La vigésimo novena edición de la entrega de los premios Goya no deparó sorpresas. La lógica se impuso a la especulación, el sentido común reclamó la reducción de un IVA cultural depredador y vengativo y la ceremonia fue injustificadamente larga. Sobre todo porque los premiados malgastan la posibilidad de decir algo inteligente y optan por agradecer el premio a su padre que está en los cielos, a su madre que le parió, al productor del que luego dirá maldades e incluso a los miembros más humildes del equipo a los que ni saludaba los días del rodaje... Cosas de un país de pobres e hipócritas.

Para el cine andaluz fue un buen día. Las paradojas del azar de ese año del cine español, que los sensacionalistas rotativos madrileños calificaban de éxito, habían decidido que los dos grandes rivales fueran El niño y La isla mínima. Dos thrillers de aire sureño y policía seca; dos películas que han atraído a muchos espectadores. Dos productos avalados respectivamente por las dos grandes cadenas de televisión privada: Tele 5 y Antena 3. Incluso por compartir hasta compartían un mismo actor. Pero ahí acaban las semejanzas. Mientras que el filme de Monzón se aplica al decálogo del cine comercial al uso y despliega todos los tópicos a su alcance hasta desperdiciar por completo el interés de la historia que llevaba dentro, La isla mínima ofrece solidez, coherencia y rigor. Por eso lado, sus diez goyas parecen justos y merecidos.

Lo que ya no resulta tan acertado se esconde debajo de las alfombras de una Academia a la que su presidente, el único en su historia que no proviene de la creación ni de la técnica, sino del negocio, (dijo que se iba y no hay quien le eche), sigue aferrado a los mismos intereses. Seguimos sin saber quiénes forman parte de esa Academia. Sabemos que en ella, como en la canción de Julio Iglesias, permanentemente unos vienes y otros se van. Y sabemos que la Academia sigue siempre igual. Igual de acomodada en un glamour castizo y familiar, por fuerza endogámico. Así que las producciones pequeñas e independientes no juegan en esta liga o lo hacen como comparsas. Léase Loreak, la única película donde las mujeres eran totales protagonistas y de quienes nadie se acordó.

El interés de la Academia por los goyas menores, los de los cines menos rentables y las formas más minoritarias, documentales, animación, cortometrajes,... es nulo. De hecho, alguna de las mejores películas del año, esas que perdurarán a través del tiempo no han logrado ninguna nominación.

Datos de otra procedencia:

//! UCI 引擎子进程
//!
//! 通过 stdin/stdout 行协议与引擎通信。进程随 `UciEngine` 一起销毁。

use std::collections::HashMap;
use std::path::{Path, PathBuf};
use std::process::Stdio;
use std::time::Duration;

use tokio::io::{AsyncBufReadExt, AsyncWriteExt, BufReader, Lines};
use tokio::process::{Child, ChildStdin, ChildStdout, Command};
use tokio::time::timeout;
use tracing::{debug, info, warn};

use crate::error::{EngineError, Result};

/// 握手超时
pub const HANDSHAKE_TIMEOUT: Duration = Duration::from_secs(10);

/// 搜索超出思考时间后的宽限
pub const SEARCH_GRACE: Duration = Duration::from_secs(5);

/// 搜索结果中的 `bestmove`
#[derive(Clone, Debug, PartialEq, Eq)]
pub struct BestMove {
    pub uci: String,
    pub ponder: Option<String>,
}

/// 引擎评分（走棋方视角）
#[derive(Clone, Copy, Debug, PartialEq, Eq)]
pub enum Score {
    Centipawns(i32),
    Mate(i32),
}

/// 分析结果
#[derive(Clone, Debug, PartialEq, Eq)]
pub struct Analysis {
    pub depth: u32,
    pub score: Option<Score>,
    pub best: Option<String>,
}

/// 解析 `bestmove e2e4 [ponder e7e5]`
///
/// `bestmove (none)` 与 `0000` 返回 `None`。
pub fn parse_bestmove(line: &str) -> Option<BestMove> {
    let mut parts = line.split_whitespace();
    if parts.next()? != "bestmove" {
        return None;
    }
    let uci = parts.next()?;
    if uci == "(none)" || uci == "0000" {
        return None;
    }
    let ponder = match (parts.next(), parts.next()) {
        (Some("ponder"), Some(p)) => Some(p.to_string()),
        _ => None,
    };
    Some(BestMove {
        uci: uci.to_string(),
        ponder,
    })
}

/// 解析 `info ... depth D ... score cp|mate N ... pv m1 ...`
pub fn parse_info(line: &str) -> Option<(u32, Option<Score>, Option<String>)> {
    let mut parts = line.split_whitespace();
    if parts.next()? != "info" {
        return None;
    }
    let mut depth = None;
    let mut score = None;
    let mut pv = None;
    while let Some(token) = parts.next() {
        match token {
            "depth" => depth = parts.next().and_then(|d| d.parse().ok()),
            "score" => {
                score = match (parts.next(), parts.next().and_then(|v| v.parse().ok())) {
                    (Some("cp"), Some(v)) => Some(Score::Centipawns(v)),
                    (Some("mate"), Some(v)) => Some(Score::Mate(v)),
                    _ => None,
                }
            }
            "pv" => {
                pv = parts.next().map(str::to_string);
                break;
            }
            _ => {}
        }
    }
    Some((depth?, score, pv))
}

/// 运行中的 UCI 引擎
pub struct UciEngine {
    path: PathBuf,
    name: Option<String>,
    child: Child,
    stdin: ChildStdin,
    lines: Lines<BufReader<ChildStdout>>,
    applied: HashMap<String, String>,
}

impl UciEngine {
    /// 启动引擎并完成 `uci`/`uciok` 握手
    pub async fn spawn(path: impl AsRef<Path>) -> Result<Self> {
        let path = path.as_ref().to_path_buf();
        info!("启动 UCI 引擎: {}", path.display());

        let mut child = Command::new(&path)
            .stdin(Stdio::piped())
            .stdout(Stdio::piped())
            .stderr(Stdio::null())
            .kill_on_drop(true)
            .spawn()
            .map_err(|source| EngineError::Spawn {
                path: path.clone(),
                source,
            })?;

        let stdin = child.stdin.take().ok_or(EngineError::Closed)?;
        let stdout = child.stdout.take().ok_or(EngineError::Closed)?;

        let mut engine = Self {
            path,
            name: None,
            child,
            stdin,
            lines: BufReader::new(stdout).lines(),
            applied: HashMap::new(),
        };

        engine.send("uci").await?;
        let mut name = None;
        timeout(HANDSHAKE_TIMEOUT, async {
            loop {
                let line = engine.read_line().await?;
                if let Some(n) = line.strip_prefix("id name ") {
                    name = Some(n.trim().to_string());
                }
                if line.trim() == "uciok" {
                    return Ok::<_, EngineError>(());
                }
            }
        })
        .await
        .map_err(|_| EngineError::Timeout("uciok"))??;

        engine.name = name;
        info!(
            "UCI 引擎就绪: {}",
            engine.name.as_deref().unwrap_or("<unnamed>")
        );
        Ok(engine)
    }

    pub fn path(&self) -> &Path {
        &self.path
    }

    /// 引擎在 `id name` 中报告的名称
    pub fn name(&self) -> Option<&str> {
        self.name.as_deref()
    }

    async fn send(&mut self, command: &str) -> Result<()> {
        debug!("UCI >> {}", command);
        self.stdin.write_all(command.as_bytes()).await?;
        self.stdin.write_all(b"\n").await?;
        self.stdin.flush().await?;
        Ok(())
    }

    async fn read_line(&mut self) -> Result<String> {
        match self.lines.next_line().await? {
            Some(line) => {
                debug!("UCI << {}", line);
                Ok(line)
            }
            None => Err(EngineError::Closed),
        }
    }

    /// `isready` / `readyok`
    pub async fn is_ready(&mut self) -> Result<()> {
        self.send("isready").await?;
        timeout(HANDSHAKE_TIMEOUT, async {
            loop {
                if self.read_line().await?.trim() == "readyok" {
                    return Ok::<_, EngineError>(());
                }
            }
        })
        .await
        .map_err(|_| EngineError::Timeout("readyok"))?
    }

    /// 设置选项；与上次设置相同的值不再重复发送
    pub async fn configure(&mut self, options: &HashMap<String, String>) -> Result<()> {
        let mut changed = false;
        for (name, value) in options {
            if self.applied.get(name) == Some(value) {
                continue;
            }
            self.send(&format!("setoption name {name} value {value}"))
                .await?;
            self.applied.insert(name.clone(), value.clone());
            changed = true;
        }
        if changed {
            self.is_ready().await?;
        }
        Ok(())
    }

    pub async fn new_game(&mut self) -> Result<()> {
        self.send("ucinewgame").await?;
        self.is_ready().await
    }

    /// 在给定局面上思考 `movetime` 后返回最佳走法
    pub async fn best_move(&mut self, fen: &str, movetime: Duration) -> Result<Option<BestMove>> {
        self.best_move_among(fen, movetime, &[]).await
    }

    /// 同 [`best_move`](Self::best_move)，但只在 `searchmoves` 中选择；为空时不限制
    pub async fn best_move_among(
        &mut self,
        fen: &str,
        movetime: Duration,
        searchmoves: &[String],
    ) -> Result<Option<BestMove>> {
        self.send(&format!("position fen {fen}")).await?;
        let mut go = format!("go movetime {}", movetime.as_millis());
        if !searchmoves.is_empty() {
            go.push_str(" searchmoves ");
            go.push_str(&searchmoves.join(" "));
        }
        self.send(&go).await?;

        let found = timeout(movetime + SEARCH_GRACE, async {
            loop {
                let line = self.read_line().await?;
                if line.starts_with("bestmove") {
                    return Ok::<_, EngineError>(parse_bestmove(&line));
                }
            }
        })
        .await;

        match found {
            Ok(result) => result,
            Err(_) => {
                warn!("引擎思考超时，发送 stop");
                self.stop_and_drain().await?;
                Err(EngineError::Timeout("bestmove"))
            }
        }
    }

    /// 搜索到指定深度，返回最后一条带评分的 info
    pub async fn analyse(&mut self, fen: &str, depth: u32) -> Result<Analysis> {
        self.send(&format!("position fen {fen}")).await?;
        self.send(&format!("go depth {depth}")).await?;

        let mut analysis = Analysis {
            depth: 0,
            score: None,
            best: None,
        };
        let result = timeout(HANDSHAKE_TIMEOUT + SEARCH_GRACE, async {
            loop {
                let line = self.read_line().await?;
                if let Some((d, score, pv)) = parse_info(&line) {
                    if score.is_some() {
                        analysis.depth = d;
                        analysis.score = score;
                    }
                    if pv.is_some() {
                        analysis.best = pv;
                    }
                } else if let Some(best) = parse_bestmove(&line) {
                    analysis.best = Some(best.uci);
                    return Ok::<_, EngineError>(());
                } else if line.starts_with("bestmove") {
                    return Ok(());
                }
            }
        })
        .await;

        match result {
            Ok(r) => r.map(|_| analysis),
            Err(_) => {
                self.stop_and_drain().await?;
                Err(EngineError::Timeout("analyse"))
            }
        }
    }

    async fn stop_and_drain(&mut self) -> Result<()> {
        self.send("stop").await?;
        timeout(SEARCH_GRACE, async {
            loop {
                if self.read_line().await?.starts_with("bestmove") {
                    return Ok::<_, EngineError>(());
                }
            }
        })
        .await
        .map_err(|_| EngineError::Timeout("stop"))?
    }

    /// 发送 `quit` 并等待退出；超时则强制结束
    pub async fn quit(mut self) -> Result<()> {
        self.send("quit").await?;
        if timeout(Duration::from_secs(2), self.child.wait()).await.is_err() {
            warn!("引擎未在限时内退出，强制结束: {}", self.path.display());
            self.child.start_kill()?;
        }
        Ok(())
    }
}

impl Drop for UciEngine {
    fn drop(&mut self) {
        if let Ok(None) = self.child.try_wait() {
            debug!("结束引擎进程: {}", self.path.display());
            let _ = self.child.start_kill();
        }
    }
}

Pero, aunque hablar de éxito del cine español porque uno de cada cuatro espectadores haya escogido un filme con marca vernácula parece ridículo, cierto es que la cosecha del año, premiada o no, ha sido aceptable. Por cierto, buena parte empezó a despegar en el Zinemaldia. Un buen síntoma para Donostia que ahora tiene que subir el siguiente peldaño, el de descubrir buenas películas internacionales que merezcan el respeto fuera.

De la ceremonia del Goya, de sus vestidos y de sus chistes ya se ocupan otros, aquí se subraya que fue una edición en la que estuvieron muchos, casi todos. Una edición que volverá a servir para que el ala derecha del Gobierno y sus voceros sigan estigmatizando al cine español, porque en el Goya se reivindica algo tan evidente como que las cadenas del IVA sean un poco menos pesadas.

¡Cuánto miedo da el país y cuánto cine necesitaremos para poder sobrevivir!